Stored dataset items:
========================================================================

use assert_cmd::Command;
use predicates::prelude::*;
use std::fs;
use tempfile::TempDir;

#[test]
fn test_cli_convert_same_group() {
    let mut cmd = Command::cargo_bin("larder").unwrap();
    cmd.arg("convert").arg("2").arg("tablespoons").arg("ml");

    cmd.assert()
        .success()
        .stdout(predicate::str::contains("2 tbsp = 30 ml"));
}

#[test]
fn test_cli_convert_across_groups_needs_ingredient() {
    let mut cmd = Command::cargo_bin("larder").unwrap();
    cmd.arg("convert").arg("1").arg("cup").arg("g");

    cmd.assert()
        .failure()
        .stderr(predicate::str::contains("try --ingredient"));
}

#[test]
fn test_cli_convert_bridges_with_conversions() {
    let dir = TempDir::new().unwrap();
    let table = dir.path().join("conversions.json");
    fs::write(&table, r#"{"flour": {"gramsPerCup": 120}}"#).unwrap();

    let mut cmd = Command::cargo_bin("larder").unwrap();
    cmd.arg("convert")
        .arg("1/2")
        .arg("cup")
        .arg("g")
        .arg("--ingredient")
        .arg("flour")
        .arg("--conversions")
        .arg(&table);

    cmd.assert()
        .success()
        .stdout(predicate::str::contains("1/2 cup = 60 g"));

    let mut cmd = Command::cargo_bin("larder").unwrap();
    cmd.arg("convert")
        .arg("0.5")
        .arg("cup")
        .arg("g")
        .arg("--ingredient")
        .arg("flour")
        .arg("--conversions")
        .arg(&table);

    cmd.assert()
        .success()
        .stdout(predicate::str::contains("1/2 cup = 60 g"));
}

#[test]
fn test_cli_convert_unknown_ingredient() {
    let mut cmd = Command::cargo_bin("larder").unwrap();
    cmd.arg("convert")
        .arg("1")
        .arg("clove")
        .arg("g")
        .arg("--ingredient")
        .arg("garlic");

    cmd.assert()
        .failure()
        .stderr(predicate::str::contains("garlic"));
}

========================================================================

Exercise prompt:
Would you write out the data exactly as it reads?

Response to this task:
use assert_cmd::Command;
use predicates::prelude::*;
use std::fs;
use tempfile::TempDir;

#[test]
fn test_cli_convert_same_group() {
    let mut cmd = Command::cargo_bin("larder").unwrap();
    cmd.arg("convert").arg("2").arg("tablespoons").arg("ml");

    cmd.assert()
        .success()
        .stdout(predicate::str::contains("2 tbsp = 30 ml"));
}

#[test]
fn test_cli_convert_across_groups_needs_ingredient() {
    let mut cmd = Command::cargo_bin("larder").unwrap();
    cmd.arg("convert").arg("1").arg("cup").arg("g");

    cmd.assert()
        .failure()
        .stderr(predicate::str::contains("try --ingredient"));
}

#[test]
fn test_cli_convert_bridges_with_conversions() {
    let dir = TempDir::new().unwrap();
    let table = dir.path().join("conversions.json");
    fs::write(&table, r#"{"flour": {"gramsPerCup": 120}}"#).unwrap();

    let mut cmd = Command::cargo_bin("larder").unwrap();
    cmd.arg("convert")
        .arg("1/2")
        .arg("cup")
        .arg("g")
        .arg("--ingredient")
        .arg("flour")
        .arg("--conversions")
        .arg(&table);

    cmd.assert()
        .success()
        .stdout(predicate::str::contains("1/2 cup = 60 g"));

    let mut cmd = Command::cargo_bin("larder").unwrap();
    cmd.arg("convert")
        .arg("0.5")
        .arg("cup")
        .arg("g")
        .arg("--ingredient")
        .arg("flour")
        .arg("--conversions")
        .arg(&table);

    cmd.assert()
        .success()
        .stdout(predicate::str::contains("1/2 cup = 60 g"));
}

#[test]
fn test_cli_convert_unknown_ingredient() {
    let mut cmd = Command::cargo_bin("larder").unwrap();
    cmd.arg("convert")
        .arg("1")
        .arg("clove")
        .arg("g")
        .arg("--ingredient")
        .arg("garlic");

    cmd.assert()
        .failure()
        .stderr(predicate::str::contains("garlic"));
}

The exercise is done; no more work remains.